Opinion
2015-05-01
Franklin & Gabriel, Ovid (Steven J. Getman of Counsel), for Respondent–Appellant. Frank R. Fisher, County Attorney, Waterloo (David R. Morabito, Jr., of Counsel), for Petitioner–Respondent.
Franklin & Gabriel, Ovid (Steven J. Getman of Counsel), for Respondent–Appellant. Frank R. Fisher, County Attorney, Waterloo (David R. Morabito, Jr., of Counsel), for Petitioner–Respondent.
Marybeth D. Barnet, Attorney for the Children, Canandaigua.

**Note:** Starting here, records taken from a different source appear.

mod address_of;
mod assignment;
mod binary;
mod deref;
mod fn_call;
mod ident;
mod indexing;
mod integer;
mod scaled_offset;
mod string;

pub use self::address_of::*;
pub use self::assignment::*;
pub use self::binary::*;
pub use self::deref::*;
pub use self::fn_call::*;
pub use self::ident::*;
pub use self::indexing::*;
pub use self::integer::*;
pub use self::scaled_offset::*;
pub use self::string::*;

use crate::{
    error::CompileError,
    lexer::{Position, TokenKind},
    parser::{ParseError, Parser},
    types::DataType,
};

#[derive(Debug, Clone, PartialEq)]
pub enum Expression {
    Integer(Integer),
    Str(StrLit),
    Ident(Ident),
    AddressOf(AddressOf),
    Deref(Box<Deref>),
    ScaledOffset(Box<ScaledOffset>),
    Indexing(Box<Indexing>),
    Binary(Box<BinaryExpr>),
    Assignment(Box<Assignment>),
    Call(FnCall),
}

impl Expression {
    /// The type this expression computes to.
    pub fn info(&self) -> DataType {
        match self {
            Expression::Integer(node) => node.info,
            Expression::Str(node) => node.info,
            Expression::Ident(node) => node.info,
            Expression::AddressOf(node) => node.info,
            Expression::Deref(node) => node.info,
            Expression::ScaledOffset(node) => node.info,
            Expression::Indexing(node) => node.info,
            Expression::Binary(node) => node.info,
            Expression::Assignment(node) => node.info,
            Expression::Call(node) => node.info,
        }
    }

    pub fn position(&self) -> Position {
        match self {
            Expression::Integer(node) => node.position,
            Expression::Str(node) => node.position,
            Expression::Ident(node) => node.position,
            Expression::AddressOf(node) => node.position,
            Expression::Deref(node) => node.position,
            Expression::ScaledOffset(node) => node.position,
            Expression::Indexing(node) => node.position,
            Expression::Binary(node) => node.position,
            Expression::Assignment(node) => node.position,
            Expression::Call(node) => node.position,
        }
    }

    /// Parse one expression. A bounded peek decides between an
    /// assignment and a comparison chain: an `=` seen before any
    /// terminator (`;`, `,`, `)`, end of input) means assignment.
    pub(crate) fn parse(p: &mut Parser) -> Result<Expression, CompileError> {
        let mut n = 0;
        loop {
            match p.peek_kind_at(n) {
                Some(TokenKind::Assign) => {
                    return Ok(Expression::Assignment(Box::new(Assignment::parse(p)?)));
                }
                Some(TokenKind::Semicolon)
                | Some(TokenKind::Comma)
                | Some(TokenKind::RParen)
                | None => return Self::parse_comparison(p),
                _ => n += 1,
            }
        }
    }

    /// `compare := additive (cmp-op additive)?`. The result of a
    /// comparison is a `char` holding 0 or 1.
    pub(crate) fn parse_comparison(p: &mut Parser) -> Result<Expression, CompileError> {
        let lhs = Self::parse_additive(p)?;

        let op = match p.peek_kind() {
            Some(TokenKind::Equal) => BinaryOp::Equal,
            Some(TokenKind::NotEqual) => BinaryOp::NotEqual,
            Some(TokenKind::GreaterThan) => BinaryOp::GreaterThan,
            Some(TokenKind::GreaterOrEqual) => BinaryOp::GreaterOrEqual,
            Some(TokenKind::LessThan) => BinaryOp::LessThan,
            Some(TokenKind::LessOrEqual) => BinaryOp::LessOrEqual,
            _ => return Ok(lhs),
        };

        let position = lhs.position();
        let line = p.line();
        p.next();

        let rhs = Self::parse_additive(p)?;
        DataType::unify_expr(&lhs.info(), &rhs.info(), line)?;

        Ok(Expression::Binary(Box::new(BinaryExpr {
            op,
            lhs,
            rhs,
            info: DataType::CHAR,
            position,
        })))
    }

    /// `additive := mult (('+'|'-') mult)*`, left-associative. When
    /// exactly one operand is a pointer, the other is scaled by the
    /// pointee size before the addition.
    pub(crate) fn parse_additive(p: &mut Parser) -> Result<Expression, CompileError> {
        let mut lhs = Self::parse_mult(p)?;

        loop {
            let op = match p.peek_kind() {
                Some(TokenKind::Plus) => BinaryOp::Add,
                Some(TokenKind::Minus) => BinaryOp::Sub,
                _ => return Ok(lhs),
            };

            let position = lhs.position();
            let line = p.line();
            p.next();

            let rhs = Self::parse_mult(p)?;
            let (lhs_scaled, rhs_scaled, info) = ScaledOffset::rewrite(lhs, rhs, line)?;

            lhs = Expression::Binary(Box::new(BinaryExpr {
                op,
                lhs: lhs_scaled,
                rhs: rhs_scaled,
                info,
                position,
            }));
        }
    }

    /// `mult := val (('*'|'/') val)*`, left-associative. Pointers take
    /// no part in multiplication.
    pub(crate) fn parse_mult(p: &mut Parser) -> Result<Expression, CompileError> {
        let mut lhs = Self::parse_val(p)?;

        loop {
            let op = match p.peek_kind() {
                Some(TokenKind::Star) => BinaryOp::Mul,
                Some(TokenKind::Slash) => BinaryOp::Div,
                _ => return Ok(lhs),
            };

            let position = lhs.position();
            let line = p.line();
            p.next();

            let rhs = Self::parse_val(p)?;

            if lhs.info().is_pointer() || rhs.info().is_pointer() {
                return Err(ParseError::expr(
                    "pointers cannot be multiplied or divided",
                    line,
                )
                .into());
            }

            let info = DataType::unify_expr(&lhs.info(), &rhs.info(), line)?;

            lhs = Expression::Binary(Box::new(BinaryExpr {
                op,
                lhs,
                rhs,
                info,
                position,
            }));
        }
    }

    /// The value level of the grammar: literals, parenthesised
    /// expressions, address-of, dereference, identifiers, calls and
    /// indexing.
    pub(crate) fn parse_val(p: &mut Parser) -> Result<Expression, CompileError> {
        let line = p.line();

        match p.peek_kind() {
            Some(TokenKind::Num) => Ok(Expression::Integer(Integer::parse(p)?)),
            Some(TokenKind::Str) => Ok(Expression::Str(StrLit::parse(p)?)),
            Some(TokenKind::LParen) => {
                p.next();
                let inner = Expression::parse(p)?;
                p.expect(TokenKind::RParen, "EXPR")?;
                Ok(inner)
            }
            Some(TokenKind::Ampersand) => Ok(Expression::AddressOf(AddressOf::parse(p)?)),
            Some(TokenKind::Star) => Deref::parse(p),
            Some(TokenKind::Id) => match p.peek_kind_at(1) {
                Some(TokenKind::LParen) => Ok(Expression::Call(FnCall::parse(p)?)),
                Some(TokenKind::LBracket) => {
                    Ok(Expression::Indexing(Box::new(Indexing::parse(p)?)))
                }
                _ => Ok(Expression::Ident(Ident::parse(p)?)),
            },
            Some(kind) => Err(ParseError::expr(
                format!("unexpected {kind} in an expression"),
                line,
            )
            .into()),
            None => Err(ParseError::expr("unexpected end of input in an expression", line).into()),
        }
    }
}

PRESENT: SCUDDER, P.J., CENTRA, PERADOTTO, VALENTINO, and WHALEN, JJ.
MEMORANDUM:
Respondent father appeals from an order of disposition placing his children in the custody of petitioner upon a finding that he neglected the children by, inter alia, inflicting excessive corporal punishment and misusing a drug ( seeFamily Ct. Act § 1012[f][i][B] ). The father contends that Family Court denied him due process by allowing the children's mother, who was not a respondent in the neglect proceeding, to participate in the fact-finding hearing as a party even after she withdrew her custody petition ( see generally § 1035[d]; Matter of Telsa Z. [Rickey Z.-Denise Z.], 71 A.D.3d 1246, 1250–1251, 897 N.Y.S.2d 281). The father did not timely object to the mother's participation and thus failed to preserve his contention for our review ( see generally Matter of Lucinda A. [Luba A.], 120 A.D.3d 492, 494, 990 N.Y.S.2d 627, lv. denied25 N.Y.3d 962, 2015 WL 1471279 [Apr. 2, 2015]; Matter of Ashley L.C. [James L.C.], 68 A.D.3d 1742, 1743, 890 N.Y.S.2d 863). In any event, we reject the father's related contention that the court erred in denying his motion to strike evidence elicited by the mother inasmuch as other evidence amply supports the finding of neglect ( see generally Matter of Kinara C. [Jerome C.], 89 A.D.3d 839, 840–841, 932 N.Y.S.2d 169; Matter of Mary S., 279 A.D.2d 896, 898, 720 N.Y.S.2d 568). The father's remaining contentions relate only to the disposition, i.e., the placement of the children and the terms of his visitation with them, and we dismiss as moot the father's appeal from that part of the order inasmuch as it has expired by its own terms ( see Matter of Gabriella G. [Jeannine G.], 104 A.D.3d 1136, 1136, 962 N.Y.S.2d 537; Matter of Kennedie M. [Douglas M.], 89 A.D.3d 1544, 1546, 934 N.Y.S.2d 278, lv. denied18 N.Y.3d 808, 2012 WL 539274).
It is hereby ORDERED that said appeal from the order insofar as it concerns disposition is unanimously dismissed and the order is otherwise affirmed without costs.